No contexto de desigualdade em que vivemos e diante das práticas das indústrias, ações estatais se mostram mais eficazes do que simples recomendações de mudanças de hábitos individuais. Precisamos de mecanismos que ajudem a população a fazer escolhas mais saudáveis.
A Organização Mundial de Saúde recomenda que a taxação de bebidas adoçadas aumente o preço final do produto em, no mínimo, 20%. Experiências internacionais comprovam que alíquotas mais elevadas sobre bebidas açucaradas são eficazes para desestimular o consumo, promover escolhas alimentares mais saudáveis e, simultaneamente, gerar receitas adicionais para o financiamento de políticas de saúde pública.

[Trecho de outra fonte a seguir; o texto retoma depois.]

//! Scoring: read records, derive features, predict, write predictions.
//!
//! Training and model persistence happen elsewhere; a trained model is
//! anything implementing [`Classifier`].

use crate::error::{Error, Result};
use crate::features::{BanknoteRecord, FeatureRow, add_unique_key};
use crate::warehouse::{Warehouse, WarehouseExt};
use banknote_sql::{InsertStmt, Value};
use tracing::info;

/// A trained binary classifier.
pub trait Classifier {
    /// One label per input row, in input order.
    fn predict(&self, rows: &[FeatureRow]) -> Vec<i64>;
}

impl<F> Classifier for F
where
    F: Fn(&FeatureRow) -> i64,
{
    fn predict(&self, rows: &[FeatureRow]) -> Vec<i64> {
        rows.iter().map(self).collect()
    }
}

/// Columns written to the predictions table, in order.
pub const PREDICTION_COLUMNS: [&str; 10] = [
    "uniq_key",
    "variance",
    "skewness",
    "curtosis",
    "entropy",
    "product_feature",
    "sum_feature",
    "ratio_feature",
    "complex_feature",
    "prediction",
];

/// Score every row of `source` and append the results to `target`.
///
/// Returns the number of rows written. The target table must already match
/// [`models::predictions`](crate::models::predictions).
pub async fn score_table<W, C>(warehouse: &W, model: &C, source: &str, target: &str) -> Result<usize>
where
    W: Warehouse,
    C: Classifier + ?Sized,
{
    let rows = warehouse.read_table(source).await?;
    let records = BanknoteRecord::read_all(&rows)?;
    if records.is_empty() {
        info!(source, "nothing to score");
        return Ok(0);
    }

    let keyed = add_unique_key(records);
    let features: Vec<FeatureRow> = keyed
        .iter()
        .map(|k| FeatureRow::from_record(&k.record))
        .collect();

    let labels = model.predict(&features);
    if labels.len() != features.len() {
        return Err(Error::Prediction {
            expected: features.len(),
            got: labels.len(),
        });
    }

    let mut insert = InsertStmt::new(target).columns(PREDICTION_COLUMNS);
    for ((k, f), label) in keyed.iter().zip(&features).zip(&labels) {
        let mut row = Vec::with_capacity(PREDICTION_COLUMNS.len());
        row.push(Value::Text(k.uniq_key.clone()));
        row.extend(f.to_array().map(Value::Float));
        row.push(Value::Integer(*label));
        insert = insert.row(row);
    }

    warehouse.insert(&insert).await?;
    info!(source, target, rows = features.len(), "scored records");
    Ok(features.len())
}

No começo deste ano, a reforma tributária foi sancionada no Brasil. Entre as inovações aprovadas destacamos o imposto seletivo para artigos que fazem mal à saúde e ao ambiente, como bebidas alcoólicas e açucaradas, derivados de tabaco, e combustíveis fósseis.
A aprovação do PLP 108/2024 sem a supressão do artigo que limita a alíquota do imposto seletivo sobre bebidas açucaradas representa um retrocesso no cumprimento do direito à saúde e na política de tributação de produtos nocivos, cujo objetivo é prevenir doenças e salvar vidas. Seguimos, portanto, como sociedade civil, pressionando a Câmara dos Deputados, para que os parlamentares corrijam essa terrível distorção e retirem a trava que pretende sabotar o imposto seletivo sobre refrigerantes antes mesmo do início da sua vigência.
Metodologia do estudo econométrico
Para a realização deste estudo, utilizamos duas abordagens metodológicas para estimar o impacto econômico da obesidade. A primeira examinou os gastos hospitalares entre 2013 e 2022, comparando os custos entre crianças e adolescentes com obesidade e aqueles com peso adequado. Foram avaliadas taxas de internação, causas principais, valores médios e prevalência ajustada a partir de dados do SISVAN. A análise também incluiu projeções de índice de massa corporal (IMC), estimativas do impacto da obesidade em 11 doenças crônicas não transmissíveis, além da modelagem de cenários com diferentes percentuais de redução da obesidade.
A segunda abordagem aprofundou-se nos custos adicionais de internações atribuíveis à obesidade, comparando-os com os de pacientes com IMC considerado adequado. O objetivo foi oferecer um panorama detalhado dos impactos econômicos e sanitários passados e projetados decorrentes do excesso de peso na infância e adolescência.
Diante desse panorama, torna-se evidente que a prevenção da obesidade infantojuvenil deve ser uma prioridade na ampliação das políticas públicas de saúde, incluindo alíquota adequada na tributação de alimentos e bebidas nocivas à saúde, regulação de venda de alimentos em escolas, e da publicidade de alimentos, e no aprimoramento das informações nutricionais nos produtos.
Investir em alimentação saudável e educação nutricional nas escolas e outros ambientes podem não apenas preservar a saúde das novas gerações, mas também garantir a sustentabilidade econômica do SUS.
À medida que novas gerações substituem as anteriores, os benefícios dessas intervenções se acumulam, reforçando a importância de ações imediatas e eficazes. A prevenção não é apenas uma resposta à crise atual, mas um compromisso com o futuro da saúde pública no Brasil.